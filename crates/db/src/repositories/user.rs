//! User repository for database operations.

use chrono::Utc;
use rust_decimal::Decimal;
use sea_orm::{
    ActiveModelTrait, ColumnTrait, DatabaseConnection, DbErr, EntityTrait, PaginatorTrait,
    QueryFilter, QueryOrder, QuerySelect, Set, sea_query::Expr,
};
use uuid::Uuid;

use fintrack_shared::types::PageRequest;

use crate::entities::{accounts, transactions, users};

/// Input for creating a user.
#[derive(Debug, Clone)]
pub struct CreateUserInput {
    /// Login name.
    pub username: String,
    /// Email address.
    pub email: String,
    /// Argon2id PHC string.
    pub password_hash: String,
    /// Given name.
    pub first_name: String,
    /// Family name.
    pub last_name: String,
    /// Admin surface access.
    pub is_staff: bool,
}

/// Per-user figures shown in the admin user list.
#[derive(Debug, Clone, Copy, PartialEq, Eq, Default)]
pub struct UserStats {
    /// Number of accounts.
    pub account_count: u64,
    /// Number of transactions.
    pub transaction_count: u64,
    /// Sum of account balances.
    pub total_balance: Decimal,
}

/// User repository for CRUD operations.
#[derive(Debug, Clone)]
pub struct UserRepository {
    db: DatabaseConnection,
}

impl UserRepository {
    /// Creates a new user repository.
    #[must_use]
    pub const fn new(db: DatabaseConnection) -> Self {
        Self { db }
    }

    /// Creates a new active user.
    pub async fn create(&self, input: CreateUserInput) -> Result<users::Model, DbErr> {
        let now = Utc::now().into();
        let user = users::ActiveModel {
            id: Set(Uuid::new_v4()),
            username: Set(input.username),
            email: Set(input.email),
            password_hash: Set(input.password_hash),
            first_name: Set(input.first_name),
            last_name: Set(input.last_name),
            is_active: Set(true),
            is_staff: Set(input.is_staff),
            date_joined: Set(now),
            updated_at: Set(now),
        };

        user.insert(&self.db).await
    }

    /// Finds a user by ID.
    pub async fn find_by_id(&self, id: Uuid) -> Result<Option<users::Model>, DbErr> {
        users::Entity::find_by_id(id).one(&self.db).await
    }

    /// Finds a user by username.
    pub async fn find_by_username(&self, username: &str) -> Result<Option<users::Model>, DbErr> {
        users::Entity::find()
            .filter(users::Column::Username.eq(username))
            .one(&self.db)
            .await
    }

    /// Checks if a username is taken.
    pub async fn username_exists(&self, username: &str) -> Result<bool, DbErr> {
        let count = users::Entity::find()
            .filter(users::Column::Username.eq(username))
            .count(&self.db)
            .await?;

        Ok(count > 0)
    }

    /// Checks if an email is already registered.
    pub async fn email_exists(&self, email: &str) -> Result<bool, DbErr> {
        let count = users::Entity::find()
            .filter(users::Column::Email.eq(email))
            .count(&self.db)
            .await?;

        Ok(count > 0)
    }

    /// Activates or deactivates users; returns the number of rows changed.
    pub async fn set_active(&self, ids: &[Uuid], active: bool) -> Result<u64, DbErr> {
        if ids.is_empty() {
            return Ok(0);
        }

        let result = users::Entity::update_many()
            .col_expr(users::Column::IsActive, Expr::value(active))
            .filter(users::Column::Id.is_in(ids.iter().copied()))
            .exec(&self.db)
            .await?;

        Ok(result.rows_affected)
    }

    /// Lists users, newest first, with the total count.
    pub async fn list(&self, page: &PageRequest) -> Result<(Vec<users::Model>, u64), DbErr> {
        let page = page.normalized();
        let query = users::Entity::find().order_by_desc(users::Column::DateJoined);

        let total = query.clone().count(&self.db).await?;
        let users = query
            .offset(page.offset())
            .limit(page.limit())
            .all(&self.db)
            .await?;

        Ok((users, total))
    }

    /// Loads users by ID.
    pub async fn find_many(&self, ids: &[Uuid]) -> Result<Vec<users::Model>, DbErr> {
        users::Entity::find()
            .filter(users::Column::Id.is_in(ids.iter().copied()))
            .order_by_asc(users::Column::Username)
            .all(&self.db)
            .await
    }

    /// Number of transactions owned by a user.
    pub async fn count_transactions(&self, user_id: Uuid) -> Result<u64, DbErr> {
        transactions::Entity::find()
            .filter(transactions::Column::UserId.eq(user_id))
            .count(&self.db)
            .await
    }

    /// Account and transaction figures for one user.
    pub async fn stats(&self, user_id: Uuid) -> Result<UserStats, DbErr> {
        let balances = accounts::Entity::find()
            .filter(accounts::Column::UserId.eq(user_id))
            .all(&self.db)
            .await?;

        Ok(UserStats {
            account_count: balances.len() as u64,
            transaction_count: self.count_transactions(user_id).await?,
            total_balance: balances.iter().map(|a| a.balance).sum(),
        })
    }
}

:::

(Exercise): Taking the entries from their first line through the line with "admin user list.", inclusive, restate each line word for word and give nothing else.

(Task response):
filename crates/db/src/repositories/user.rs
//! User repository for database operations.

use chrono::Utc;
use rust_decimal::Decimal;
use sea_orm::{
    ActiveModelTrait, ColumnTrait, DatabaseConnection, DbErr, EntityTrait, PaginatorTrait,
    QueryFilter, QueryOrder, QuerySelect, Set, sea_query::Expr,
};
use uuid::Uuid;

use fintrack_shared::types::PageRequest;

use crate::entities::{accounts, transactions, users};

/// Input for creating a user.
#[derive(Debug, Clone)]
pub struct CreateUserInput {
    /// Login name.
    pub username: String,
    /// Email address.
    pub email: String,
    /// Argon2id PHC string.
    pub password_hash: String,
    /// Given name.
    pub first_name: String,
    /// Family name.
    pub last_name: String,
    /// Admin surface access.
    pub is_staff: bool,
}

/// Per-user figures shown in the admin user list.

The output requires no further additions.